Don’t get me wrong. I am not saying these nations will not be materially affected at all, or that they will still be able to effectively maintain economic growth as in the past. That would be impossible since most of their markets for produce – except among themselves – would have disappeared. Such could be offset of course – and this is a boon I have only just begun to entertain – they would, as a matter of honour, have a new source of influence if not income (since all wealth would have disappeared (from those needing help) on meltdown) in those countries needing a hand up to gain some sort of new but materially depleted normal state of operation. They would also of course be much numerically depleted. Civilisational meltdowns, often violent and extreme, are usually accompanied by huge loss of life – and with perhaps now a majority of humans (especially in the West) fully or partially dependent on the status quo for medicants, mobility, and other life essentials, such loss is almost inevitable.
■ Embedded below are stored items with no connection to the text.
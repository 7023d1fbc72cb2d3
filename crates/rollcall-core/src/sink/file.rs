//! JSON and CSV record files.

use std::fs::{self, File};
use std::io::{BufWriter, Write};
use std::path::Path;

use tracing::debug;

use crate::error::SinkError;
use crate::models::config::OutputFormat;
use crate::models::record::Record;

/// Column order of CSV output.
pub const CSV_HEADER: [&str; 8] = [
    "id",
    "firstName",
    "lastName",
    "fullName",
    "contact",
    "address",
    "pincode",
    "city",
];

/// Write `records` to `path`, creating parent directories as needed.
///
/// JSON output is an array of camelCase objects; `pretty` only affects JSON.
pub fn write_records(
    path: &Path,
    records: &[Record],
    format: OutputFormat,
    pretty: bool,
) -> Result<(), SinkError> {
    if let Some(parent) = path.parent().filter(|p| !p.as_os_str().is_empty()) {
        fs::create_dir_all(parent)?;
    }

    let mut writer = BufWriter::new(File::create(path)?);
    match format {
        OutputFormat::Json => write_json(&mut writer, records, pretty)?,
        OutputFormat::Csv => write_csv(&mut writer, records)?,
    }
    writer.flush()?;

    debug!("Wrote {} records to {}", records.len(), path.display());
    Ok(())
}

/// Load records previously written as JSON.
pub fn read_records(path: &Path) -> Result<Vec<Record>, SinkError> {
    let content = fs::read_to_string(path)?;
    serde_json::from_str(&content).map_err(|e| SinkError::Serialize(e.to_string()))
}

fn write_json<W: Write>(writer: W, records: &[Record], pretty: bool) -> Result<(), SinkError> {
    let result = if pretty {
        serde_json::to_writer_pretty(writer, records)
    } else {
        serde_json::to_writer(writer, records)
    };
    result.map_err(|e| SinkError::Serialize(e.to_string()))
}

fn write_csv<W: Write>(writer: W, records: &[Record]) -> Result<(), SinkError> {
    let mut wtr = csv::Writer::from_writer(writer);
    wtr.write_record(CSV_HEADER)?;

    for record in records {
        let p = &record.person;
        wtr.write_record([
            &record.id,
            &p.first_name,
            &p.last_name,
            &p.full_name,
            &p.contact,
            &p.address,
            &p.pincode,
            &p.city,
        ])?;
    }

    wtr.flush()?;
    Ok(())
}
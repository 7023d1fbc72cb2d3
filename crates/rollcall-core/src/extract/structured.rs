//! Fixed-offset structured columns: serial, name, info block, phone.

use crate::models::record::{Candidate, Person, SourceKind};
use crate::table::Table;

use super::rules::{address_after_marker, contact_after_marker, normalize_phone};
use super::RecordExtractor;

/// Column offsets of one structured record within a row.
#[derive(Debug, Clone, Copy, PartialEq, Eq)]
pub struct FieldOffsets {
    pub serial: usize,
    pub name: usize,
    pub info: usize,
    pub phone: usize,
}

impl FieldOffsets {
    /// Layout of 10-column sheets.
    pub const TEN_COLUMN: Self = Self::at(6);
    /// First voter of wide sheets.
    pub const FIRST_VOTER: Self = Self::at(8);
    /// Second voter of wide sheets, same row.
    pub const SECOND_VOTER: Self = Self::at(13);

    /// Four consecutive columns starting at `serial`.
    pub const fn at(serial: usize) -> Self {
        Self {
            serial,
            name: serial + 1,
            info: serial + 2,
            phone: serial + 3,
        }
    }
}

/// The four raw cells of a structured record.
#[derive(Debug, Clone, Copy)]
pub struct StructuredCells<'a> {
    pub serial: &'a str,
    pub name: &'a str,
    pub info: &'a str,
    pub phone: &'a str,
}

impl<'a> StructuredCells<'a> {
    /// Pick the cells at `offsets` from one table row.
    pub fn from_row(table: &'a Table, row: usize, offsets: FieldOffsets) -> Self {
        Self {
            serial: table.cell(row, offsets.serial),
            name: table.cell(row, offsets.name),
            info: table.cell(row, offsets.info),
            phone: table.cell(row, offsets.phone),
        }
    }
}

/// Parse one structured record. Returns `None` when the name is missing.
pub fn parse_structured(ctx: &RecordExtractor, cells: StructuredCells<'_>) -> Option<Candidate> {
    if ctx.is_missing(cells.name) {
        return None;
    }

    let info = if ctx.is_missing(cells.info) { "" } else { cells.info };

    let mut contact = normalize_phone(cells.phone);
    if contact.is_empty() {
        contact = contact_after_marker(info);
    }

    let address = address_after_marker(info).unwrap_or_default();

    let person = Person::new(cells.name, contact, address, ctx.gazetteer())?;
    Some(Candidate::new(cells.serial.trim(), person, SourceKind::Structured))
}
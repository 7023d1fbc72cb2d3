//! Layout classification by column count.

use std::fmt;

use serde::{Deserialize, Serialize};

use super::structured::FieldOffsets;

/// Columns checked for merged cells in standard layouts.
pub const MERGED_COLUMNS: [usize; 2] = [0, 1];

/// Columns scanned for vertical spans in double-voter layouts.
pub const VERTICAL_COLUMNS: [usize; 2] = [8, 13];

/// Shape of a source table, derived from its column count.
#[derive(Debug, Clone, Copy, PartialEq, Eq, PartialOrd, Ord, Hash, Serialize, Deserialize)]
#[serde(rename_all = "snake_case")]
pub enum Layout {
    /// Up to 3 columns: records smeared down each column.
    Narrow,
    /// Exactly 10 columns: one voter at offsets 6..=9.
    TenColumn,
    /// 12 to 16 columns: one voter at offsets 8..=11.
    Wide,
    /// More than 16 columns: two voters per row plus vertical spans.
    DoubleVoter,
    /// Anything else: only merged cells are checked.
    MergedOnly,
}

impl fmt::Display for Layout {
    fn fmt(&self, f: &mut fmt::Formatter<'_>) -> fmt::Result {
        let name = match self {
            Self::Narrow => "narrow",
            Self::TenColumn => "ten-column",
            Self::Wide => "wide",
            Self::DoubleVoter => "double-voter",
            Self::MergedOnly => "merged-only",
        };
        f.write_str(name)
    }
}

/// One extraction strategy bound to its table positions.
#[derive(Debug, Clone, Copy, PartialEq, Eq)]
pub enum Strategy {
    /// Fixed-offset columns, applied to every row.
    Structured(FieldOffsets),
    /// Merged cell in the given column, applied to every row.
    Merged { column: usize },
    /// Vertical span scan of one column.
    Vertical { column: usize },
    /// Two-column reconstruction of one column.
    Stitch { column: usize },
}

impl Strategy {
    /// Row-scoped strategies run row by row before any column scan.
    pub fn is_row_scoped(&self) -> bool {
        matches!(self, Self::Structured(_) | Self::Merged { .. })
    }
}

/// Strategies selected for a table, in application order.
#[derive(Debug, Clone, PartialEq, Eq)]
pub struct LayoutPlan {
    pub layout: Layout,
    pub strategies: Vec<Strategy>,
}

/// Select strategies for a table with `num_cols` columns.
pub fn classify(num_cols: usize) -> LayoutPlan {
    let merged = MERGED_COLUMNS.map(|column| Strategy::Merged { column });

    let (layout, strategies) = match num_cols {
        0..=3 => (
            Layout::Narrow,
            (0..num_cols).map(|column| Strategy::Stitch { column }).collect(),
        ),
        10 => {
            let mut s = vec![Strategy::Structured(FieldOffsets::TEN_COLUMN)];
            s.extend(merged);
            (Layout::TenColumn, s)
        }
        12..=16 => {
            let mut s = vec![Strategy::Structured(FieldOffsets::FIRST_VOTER)];
            s.extend(merged);
            (Layout::Wide, s)
        }
        n if n > 16 => {
            let mut s = vec![
                Strategy::Structured(FieldOffsets::FIRST_VOTER),
                Strategy::Structured(FieldOffsets::SECOND_VOTER),
            ];
            s.extend(merged);
            s.extend(VERTICAL_COLUMNS.map(|column| Strategy::Vertical { column }));
            (Layout::DoubleVoter, s)
        }
        _ => (Layout::MergedOnly, merged.to_vec()),
    };

    LayoutPlan { layout, strategies }
}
So, my new thinking (while incomplete and without any guarantees of happening) would, if effected, produce a new world not so bleak as I have heretofore imagined (resulting from a total collapse) and reported in the past as my vision for the future. That reporting may now be coloured in different hues.
That thought kind of makes me smile.
It may also come as a wake up call for those who understand, and are able to do so, to up-sticks and move to one of those nations which may fare better in this kind of future – giving them whatever kind of assistance you can in preparation for what is surely coming. And avoiding the highly unpredictable and dangerous nature of a land which must, as a result of its own folly, suffer an uncontrolled meltdown fairly soon.
This is just a few thoughts, put together quickly, though fermented over a longer time. I am sure much more could be said and arguments for and against be hammered out. But this is enough for me to stake my claim just now to the birth of fresh ideas for myself as a potential basis for further work.